I was seeing different specialists for Addison’s Hashimoto’s, lymphoctic colitis and ophthalmologist . Now I have Sjogren’s as well, I have sought out an Immunologist. Relief! He recommended trying Isoptocarpine eyedrops taken by mouth. What an amazing difference to my horrible dry mouth! Wet kisses being offered all round!! May be having some effect on my dry eyes too. No side effects so far although the intense itching is still there . I got Candida plaques in my oesophagus that the gastroenterologist photographed during gastroscopy. Only the Immunologist could explain it as being probably due to having had lack of saliva for swallowing because of a dry mouth for so long. I had to suggest the Sjogren’s myself to the GP and I travel 100 Km to see the Immunologist.

I have lupus, raynouds, sjogrens, and celiac. For the severe dry eye, I have IPL treatments. I no longer need restasis.OTC eye drops are all I need. One doesn't cover this procedure but for me it's worth every penny. Also am a 12 year triple negative breast cancer survivor. Dry mouth is horrific and experienced the worst sores on my hands this past winter.

I was going to make a comment but then I thought what’s the use, nothing can fix me I have the full load and live everyday struggling to go on. I wonder if it’s worth trying it won’t change I try to get what happiness I can but the condition rules every hour of my life day and night.

I had punctual plugs put in my eyes by an ophthalmologist. They really help dry eyes.

Lisa, I had plugs put into my tear ducts and that helped tremendously. Of course, there are still times when they burn, are blurry and itch really bad, but at least it isn’t constantly now. Good Luck with finding a solution .

Maureen, you said, “ I was going to make a comment but then I thought what’s the use, nothing can fix me I have the full load and live everyday struggling to go on. I wonder if it’s worth trying it won’t change I try to get what happiness I can but the condition rules every hour of my life day and night.”

I’ve had the same thoughts except I keep looking to see what has helped others. I’ve had Sjogren’s for years but it wasn’t until last year that it flared up big time and hasn’t let up. I’ve always been very active and the Sjogren’s has put a stop to that, sort of. I’m very stubborn and don’t give up easily. The battle is real and I’m still trying to wrap my head around all the life changes. I do hope you hang in there Sam’s continue to gain encouragement from these posts. (((HUGS)))

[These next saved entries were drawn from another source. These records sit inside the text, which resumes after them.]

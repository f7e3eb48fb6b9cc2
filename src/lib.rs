//! raycore - vector algebra core for a ray tracer
//!
//! The math lives in [`raycore_math`], re-exported here as [`math`]. This crate
//! adds configuration loading and a ray probe that exercises the core.

pub mod config;
pub mod probe;

pub use raycore_math as math;
//! Rendering options and configuration.

use serde::{Deserialize, Serialize};
use std::env;

/// Environment variable read by [`Viewport::from_env`].
pub const VIEWPORT_ENV: &str = "LESSONMARK_VIEWPORT";

/// Viewport class supplied by the host.
#[derive(Debug, Clone, Copy, PartialEq, Eq, Default, Serialize, Deserialize)]
#[serde(rename_all = "camelCase")]
pub enum Viewport {
    /// Narrow screens: tables stack into fact cards
    Compact,
    /// Wide screens: tables render as multi-column grids
    #[default]
    Wide,
}

impl Viewport {
    /// Parse a viewport name (case-insensitive).
    pub fn parse(value: &str) -> Option<Self> {
        match value.trim().to_ascii_lowercase().as_str() {
            "compact" | "narrow" | "phone" => Some(Self::Compact),
            "wide" | "tablet" | "desktop" => Some(Self::Wide),
            _ => None,
        }
    }

    /// Reads the viewport from `LESSONMARK_VIEWPORT`, falling back to wide.
    pub fn from_env() -> Self {
        env::var(VIEWPORT_ENV)
            .ok()
            .and_then(|value| Self::parse(&value))
            .unwrap_or_default()
    }

    /// Check if this is the compact class.
    pub fn is_compact(self) -> bool {
        self == Viewport::Compact
    }
}

impl std::fmt::Display for Viewport {
    fn fmt(&self, f: &mut std::fmt::Formatter<'_>) -> std::fmt::Result {
        match self {
            Viewport::Compact => write!(f, "compact"),
            Viewport::Wide => write!(f, "wide"),
        }
    }
}

/// How tables are laid out.
#[derive(Debug, Clone, Copy, PartialEq, Eq, Default)]
pub enum TableLayout {
    /// Follow the viewport: cards when compact, grid when wide
    #[default]
    Auto,
    /// Always stacked fact cards
    Cards,
    /// Always a grid
    Grid,
}

/// Options for laying out a document.
#[derive(Debug, Clone)]
pub struct RenderOptions {
    /// Viewport class of the host
    pub viewport: Viewport,

    /// Table layout override
    pub table_layout: TableLayout,

    /// Keep zero-length inline runs (`****`) in paragraphs and cells
    pub keep_empty_runs: bool,

    /// Label prefix for fact-card fields beyond the header count
    pub field_label_prefix: String,
}

impl RenderOptions {
    /// Create new render options with defaults.
    pub fn new() -> Self {
        Self::default()
    }

    /// Set the viewport.
    pub fn with_viewport(mut self, viewport: Viewport) -> Self {
        self.viewport = viewport;
        self
    }

    /// Shorthand for the compact viewport.
    pub fn compact(self) -> Self {
        self.with_viewport(Viewport::Compact)
    }

    /// Shorthand for the wide viewport.
    pub fn wide(self) -> Self {
        self.with_viewport(Viewport::Wide)
    }

    /// Force a table layout regardless of viewport.
    pub fn with_table_layout(mut self, layout: TableLayout) -> Self {
        self.table_layout = layout;
        self
    }

    /// Keep or drop zero-length inline runs.
    pub fn with_empty_runs(mut self, keep: bool) -> Self {
        self.keep_empty_runs = keep;
        self
    }

    /// Set the fact-card field label prefix.
    pub fn with_field_label_prefix(mut self, prefix: impl Into<String>) -> Self {
        self.field_label_prefix = prefix.into();
        self
    }

    /// Whether tables should render as fact cards.
    pub fn uses_cards(&self) -> bool {
        match self.table_layout {
            TableLayout::Auto => self.viewport.is_compact(),
            TableLayout::Cards => true,
            TableLayout::Grid => false,
        }
    }
}

impl Default for RenderOptions {
    fn default() -> Self {
        Self {
            viewport: Viewport::Wide,
            table_layout: TableLayout::Auto,
            keep_empty_runs: false,
            field_label_prefix: "Field".to_string(),
        }
    }
}

#[cfg(test)]
mod tests {
    use super::*;

    #[test]
    fn test_render_options_builder() {
        let options = RenderOptions::new()
            .compact()
            .with_empty_runs(true)
            .with_field_label_prefix("Col");

        assert_eq!(options.viewport, Viewport::Compact);
        assert!(options.keep_empty_runs);
        assert_eq!(options.field_label_prefix, "Col");
    }

    #[test]
    fn test_defaults() {
        let options = RenderOptions::default();
        assert_eq!(options.viewport, Viewport::Wide);
        assert_eq!(options.table_layout, TableLayout::Auto);
        assert!(!options.keep_empty_runs);
        assert_eq!(options.field_label_prefix, "Field");
    }

    #[test]
    fn test_uses_cards() {
        assert!(!RenderOptions::new().uses_cards());
        assert!(RenderOptions::new().compact().uses_cards());
        assert!(!RenderOptions::new()
            .compact()
            .with_table_layout(TableLayout::Grid)
            .uses_cards());
        assert!(RenderOptions::new()
            .with_table_layout(TableLayout::Cards)
            .uses_cards());
    }

    #[test]
    fn test_viewport_parse() {
        assert_eq!(Viewport::parse("COMPACT"), Some(Viewport::Compact));
        assert_eq!(Viewport::parse(" wide "), Some(Viewport::Wide));
        assert_eq!(Viewport::parse("tablet"), Some(Viewport::Wide));
        assert_eq!(Viewport::parse("huge"), None);
        assert_eq!(Viewport::Compact.to_string(), "compact");
    }

    #[test]
    fn test_viewport_serde() {
        assert_eq!(serde_json::to_string(&Viewport::Compact).unwrap(), "\"compact\"");
        let v: Viewport = serde_json::from_str("\"wide\"").unwrap();
        assert_eq!(v, Viewport::Wide);
    }
}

Sheryl I have just caught up with your post. Rena is my inspiration and rock. 4am UK time, my dogs snoring away and here I am with a cup of tea wondering what I shall do until daylight comes and the birds start chattering. My pet hate about this disease is it never let's go, I would love a day when it doesn't intrude on more beautiful things like just living, it's like the constant drip of water.. Bah humbug as we say over here, enough of all this maudling talk. I think I can hear the birds waking.....

I chew gum and use cough drops that have xylitol in them to deal with dry mouth. Xylitol (found in sugarless gum and cough drops) stimulates the production of saliva.